TASK PROMPT:
Make an exact copy of all the records.

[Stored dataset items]
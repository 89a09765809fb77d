//! Glyph interpretation and iterative score assembly for optical music
//! recognition
//!
//! The crate turns classified pixel regions (glyphs) into score structure.
//! A [`score::Page`] owns every glyph in a [`glyph::GlyphArena`] plus its
//! detected systems; corrective [`pattern`] validators repair or demote
//! implausible glyphs, then [`translate::translate_page`] iterates each
//! system through clean, translate and check passes until the
//! interpretation converges, and finally numbers measures across systems.
//!
//! Glyph features ([`glyph::Geometry`]) are pure functions of pixel
//! membership, computed lazily and invalidated as a bundle; ambiguous dots
//! compete for augmentation, repeat and staccato roles by squared distance
//! ([`score::dot`]). Recoverable inconsistencies land in per-system error
//! sinks instead of aborting the page.

#![forbid(unsafe_code)]

pub mod glyph;
pub mod io;
pub mod math;
pub mod pattern;
pub mod raster;
pub mod score;
pub mod spatial;
pub mod translate;

pub use io::error::{OmrError, Result};
//! Algebraic circle fit for curved glyph candidates
//!
//! Uses the Kasa least-squares formulation: minimizing the algebraic distance
//! gives a 3x3 linear system solved by Cramer's rule. Accuracy is sufficient
//! to decide whether a glyph is plausibly an arc; it is not a geometric fit.

/// A fitted circle with its mean radial fitting error
#[derive(Debug, Clone, Copy, PartialEq)]
pub struct Circle {
    /// Center abscissa
    pub center_x: f64,
    /// Center ordinate
    pub center_y: f64,
    /// Radius
    pub radius: f64,
    /// Mean absolute radial deviation of the sample points
    pub distance: f64,
}

impl Circle {
    /// Fit a circle through a point cloud
    ///
    /// Returns `None` when fewer than three points are given or when the
    /// points are (close to) collinear, since no finite circle exists then.
    pub fn fit(points: &[[i32; 2]]) -> Option<Self> {
        if points.len() < 3 {
            return None;
        }

        let n = points.len() as f64;
        let (mut sx, mut sy) = (0.0f64, 0.0f64);
        let (mut sxx, mut sxy, mut syy) = (0.0f64, 0.0f64, 0.0f64);
        let (mut sxz, mut syz, mut sz) = (0.0f64, 0.0f64, 0.0f64);

        for &[xi, yi] in points {
            let x = f64::from(xi);
            let y = f64::from(yi);
            let z = x.mul_add(x, y * y);
            sx += x;
            sy += y;
            sxx += x * x;
            sxy += x * y;
            syy += y * y;
            sxz += x * z;
            syz += y * z;
            sz += z;
        }

        // Solve [sxx sxy sx; sxy syy sy; sx sy n] * [a b c] = [sxz syz sz]
        let det = sxx * syy.mul_add(n, -(sy * sy)) - sxy * sxy.mul_add(n, -(sy * sx))
            + sx * sxy.mul_add(sy, -(syy * sx));
        if det.abs() < 1e-9 {
            return None;
        }

        let det_a = sxz * syy.mul_add(n, -(sy * sy)) - sxy * syz.mul_add(n, -(sy * sz))
            + sx * syz.mul_add(sy, -(syy * sz));
        let det_b = sxx * syz.mul_add(n, -(sz * sy)) - sxz * sxy.mul_add(n, -(sy * sx))
            + sx * sxy.mul_add(sz, -(syz * sx));
        let det_c = sxx * syy.mul_add(sz, -(sy * syz)) - sxy * sxy.mul_add(sz, -(sx * syz))
            + sxz * sxy.mul_add(sy, -(syy * sx));

        let a = det_a / det;
        let b = det_b / det;
        let c = det_c / det;

        let center_x = a / 2.0;
        let center_y = b / 2.0;
        let radius_sq = center_x.mul_add(center_x, center_y * center_y) + c;
        if radius_sq <= 0.0 {
            return None;
        }
        let radius = radius_sq.sqrt();

        let mut deviation = 0.0;
        for &[xi, yi] in points {
            let dx = f64::from(xi) - center_x;
            let dy = f64::from(yi) - center_y;
            deviation += (dx.hypot(dy) - radius).abs();
        }

        Some(Self {
            center_x,
            center_y,
            radius,
            distance: deviation / n,
        })
    }
}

RESULT OF THE TASK:
repository 89a09765809fb77d
//! Glyph interpretation and iterative score assembly for optical music
//! recognition
//!
//! The crate turns classified pixel regions (glyphs) into score structure.
//! A [`score::Page`] owns every glyph in a [`glyph::GlyphArena`] plus its
//! detected systems; corrective [`pattern`] validators repair or demote
//! implausible glyphs, then [`translate::translate_page`] iterates each
//! system through clean, translate and check passes until the
//! interpretation converges, and finally numbers measures across systems.
//!
//! Glyph features ([`glyph::Geometry`]) are pure functions of pixel
//! membership, computed lazily and invalidated as a bundle; ambiguous dots
//! compete for augmentation, repeat and staccato roles by squared distance
//! ([`score::dot`]). Recoverable inconsistencies land in per-system error
//! sinks instead of aborting the page.

#![forbid(unsafe_code)]

pub mod glyph;
pub mod io;
pub mod math;
pub mod pattern;
pub mod raster;
pub mod score;
pub mod spatial;
pub mod translate;

pub use io::error::{OmrError, Result};
//! Algebraic circle fit for curved glyph candidates
//!
//! Uses the Kasa least-squares formulation: minimizing the algebraic distance
//! gives a 3x3 linear system solved by Cramer's rule. Accuracy is sufficient
//! to decide whether a glyph is plausibly an arc; it is not a geometric fit.

/// A fitted circle with its mean radial fitting error
#[derive(Debug, Clone, Copy, PartialEq)]
pub struct Circle {
    /// Center abscissa
    pub center_x: f64,
    /// Center ordinate
    pub center_y: f64,
    /// Radius
    pub radius: f64,
    /// Mean absolute radial deviation of the sample points
    pub distance: f64,
}

impl Circle {
    /// Fit a circle through a point cloud
    ///
    /// Returns `None` when fewer than three points are given or when the
    /// points are (close to) collinear, since no finite circle exists then.
    pub fn fit(points: &[[i32; 2]]) -> Option<Self> {
        if points.len() < 3 {
            return None;
        }

        let n = points.len() as f64;
        let (mut sx, mut sy) = (0.0f64, 0.0f64);
        let (mut sxx, mut sxy, mut syy) = (0.0f64, 0.0f64, 0.0f64);
        let (mut sxz, mut syz, mut sz) = (0.0f64, 0.0f64, 0.0f64);

        for &[xi, yi] in points {
            let x = f64::from(xi);
            let y = f64::from(yi);
            let z = x.mul_add(x, y * y);
            sx += x;
            sy += y;
            sxx += x * x;
            sxy += x * y;
            syy += y * y;
            sxz += x * z;
            syz += y * z;
            sz += z;
        }

        // Solve [sxx sxy sx; sxy syy sy; sx sy n] * [a b c] = [sxz syz sz]
        let det = sxx * syy.mul_add(n, -(sy * sy)) - sxy * sxy.mul_add(n, -(sy * sx))
            + sx * sxy.mul_add(sy, -(syy * sx));
        if det.abs() < 1e-9 {
            return None;
        }

        let det_a = sxz * syy.mul_add(n, -(sy * sy)) - sxy * syz.mul_add(n, -(sy * sz))
            + sx * syz.mul_add(sy, -(syy * sz));
        let det_b = sxx * syz.mul_add(n, -(sz * sy)) - sxz * sxy.mul_add(n, -(sy * sx))
            + sx * sxy.mul_add(sz, -(syz * sx));
        let det_c = sxx * syy.mul_add(sz, -(sy * syz)) - sxy * sxy.mul_add(sz, -(sx * syz))
            + sxz * sxy.mul_add(sy, -(syy * sx));

        let a = det_a / det;
        let b = det_b / det;
        let c = det_c / det;

        let center_x = a / 2.0;
        let center_y = b / 2.0;
        let radius_sq = center_x.mul_add(center_x, center_y * center_y) + c;
        if radius_sq <= 0.0 {
            return None;
        }
        let radius = radius_sq.sqrt();

        let mut deviation = 0.0;
        for &[xi, yi] in points {
            let dx = f64::from(xi) - center_x;
            let dy = f64::from(yi) - center_y;
            deviation += (dx.hypot(dy) - radius).abs();
        }

        Some(Self {
            center_x,
            center_y,
            radius,
            distance: deviation / n,
        })
    }
}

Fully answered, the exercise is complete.